*** Opening of DATA FOR ANALYSIS ***

//! Semantic invariants of a session trace.

use crate::core::types::{LocationOutcome, MovementStatus, SessionTrace};

/// Check a finished trace:
/// - one outcome per plan entry, in plan order
/// - `step_count == steps.len()` and step indices are `0..n`
/// - `reached` agrees with the final distance and the terminal status
/// - `timed_out` outcomes used exactly `max_steps` steps
/// - each outcome starts where the previous one ended
pub fn validate_trace(trace: &SessionTrace) -> Vec<String> {
    let mut errors = Vec::new();

    if trace.outcomes.len() != trace.plan.len() {
        errors.push(format!(
            "trace has {} outcomes for a plan of {} locations",
            trace.outcomes.len(),
            trace.plan.len()
        ));
    }

    let mut position = trace.initial_position;
    for (idx, outcome) in trace.outcomes.iter().enumerate() {
        let path = format!("outcomes[{idx}] ({})", outcome.location);

        match trace.plan.locations.get(idx) {
            Some(planned) if planned != &outcome.location => {
                errors.push(format!("{path}: plan entry is {planned}"));
            }
            _ => {}
        }
        if outcome.start != position {
            errors.push(format!(
                "{path}: starts at {} but the agent was at {}",
                outcome.start, position
            ));
        }
        validate_outcome(
            outcome,
            trace.movement.tolerance,
            trace.movement.max_steps,
            &path,
            &mut errors,
        );
        position = outcome.end;
    }

    errors
}

fn validate_outcome(
    outcome: &LocationOutcome,
    tolerance: f64,
    max_steps: u32,
    path: &str,
    errors: &mut Vec<String>,
) {
    if outcome.step_count as usize != outcome.steps.len() {
        errors.push(format!(
            "{path}: step_count {} but {} steps recorded",
            outcome.step_count,
            outcome.steps.len()
        ));
    }

    if outcome
        .steps
        .iter()
        .enumerate()
        .any(|(idx, step)| step.step_index as usize != idx)
    {
        errors.push(format!("{path}: step indices must count up from 0"));
    }

    let end = outcome.steps.last().map(|s| s.position).unwrap_or(outcome.start);
    if end != outcome.end {
        errors.push(format!(
            "{path}: end {} does not match last step {}",
            outcome.end, end
        ));
    }

    if outcome.reached != (outcome.status == MovementStatus::Arrived) {
        errors.push(format!(
            "{path}: reached={} contradicts status {}",
            outcome.reached,
            outcome.status.as_str()
        ));
    }

    let final_distance = outcome.steps.last().map(|s| s.distance_to_target);
    if let (true, Some(distance)) = (outcome.reached, final_distance) {
        if distance > tolerance {
            errors.push(format!(
                "{path}: reached but final distance {distance:.3} exceeds tolerance {tolerance}"
            ));
        }
    }

    match outcome.status {
        MovementStatus::TimedOut if outcome.step_count != max_steps => {
            errors.push(format!(
                "{path}: timed out after {} steps, budget is {max_steps}",
                outcome.step_count
            ));
        }
        MovementStatus::Skipped if outcome.step_count != 0 => {
            errors.push(format!("{path}: skipped location recorded steps"));
        }
        _ => {}
    }

    if outcome.step_count > max_steps {
        errors.push(format!(
            "{path}: {} steps exceed the budget of {max_steps}",
            outcome.step_count
        ));
    }
}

*** Close of DATA FOR ANALYSIS ***

• _THE TASK_: Reproduce every line above. Keep it exact.

• _RESULT OF THIS TASK_:
//! Semantic invariants of a session trace.

use crate::core::types::{LocationOutcome, MovementStatus, SessionTrace};

/// Check a finished trace:
/// - one outcome per plan entry, in plan order
/// - `step_count == steps.len()` and step indices are `0..n`
/// - `reached` agrees with the final distance and the terminal status
/// - `timed_out` outcomes used exactly `max_steps` steps
/// - each outcome starts where the previous one ended
pub fn validate_trace(trace: &SessionTrace) -> Vec<String> {
    let mut errors = Vec::new();

    if trace.outcomes.len() != trace.plan.len() {
        errors.push(format!(
            "trace has {} outcomes for a plan of {} locations",
            trace.outcomes.len(),
            trace.plan.len()
        ));
    }

    let mut position = trace.initial_position;
    for (idx, outcome) in trace.outcomes.iter().enumerate() {
        let path = format!("outcomes[{idx}] ({})", outcome.location);

        match trace.plan.locations.get(idx) {
            Some(planned) if planned != &outcome.location => {
                errors.push(format!("{path}: plan entry is {planned}"));
            }
            _ => {}
        }
        if outcome.start != position {
            errors.push(format!(
                "{path}: starts at {} but the agent was at {}",
                outcome.start, position
            ));
        }
        validate_outcome(
            outcome,
            trace.movement.tolerance,
            trace.movement.max_steps,
            &path,
            &mut errors,
        );
        position = outcome.end;
    }

    errors
}

fn validate_outcome(
    outcome: &LocationOutcome,
    tolerance: f64,
    max_steps: u32,
    path: &str,
    errors: &mut Vec<String>,
) {
    if outcome.step_count as usize != outcome.steps.len() {
        errors.push(format!(
            "{path}: step_count {} but {} steps recorded",
            outcome.step_count,
            outcome.steps.len()
        ));
    }

    if outcome
        .steps
        .iter()
        .enumerate()
        .any(|(idx, step)| step.step_index as usize != idx)
    {
        errors.push(format!("{path}: step indices must count up from 0"));
    }

    let end = outcome.steps.last().map(|s| s.position).unwrap_or(outcome.start);
    if end != outcome.end {
        errors.push(format!(
            "{path}: end {} does not match last step {}",
            outcome.end, end
        ));
    }

    if outcome.reached != (outcome.status == MovementStatus::Arrived) {
        errors.push(format!(
            "{path}: reached={} contradicts status {}",
            outcome.reached,
            outcome.status.as_str()
        ));
    }

    let final_distance = outcome.steps.last().map(|s| s.distance_to_target);
    if let (true, Some(distance)) = (outcome.reached, final_distance) {
        if distance > tolerance {
            errors.push(format!(
                "{path}: reached but final distance {distance:.3} exceeds tolerance {tolerance}"
            ));
        }
    }

    match outcome.status {
        MovementStatus::TimedOut if outcome.step_count != max_steps => {
            errors.push(format!(
                "{path}: timed out after {} steps, budget is {max_steps}",
                outcome.step_count
            ));
        }
        MovementStatus::Skipped if outcome.step_count != 0 => {
            errors.push(format!("{path}: skipped location recorded steps"));
        }
        _ => {}
    }

    if outcome.step_count > max_steps {
        errors.push(format!(
            "{path}: {} steps exceed the budget of {max_steps}",
            outcome.step_count
        ));
    }
}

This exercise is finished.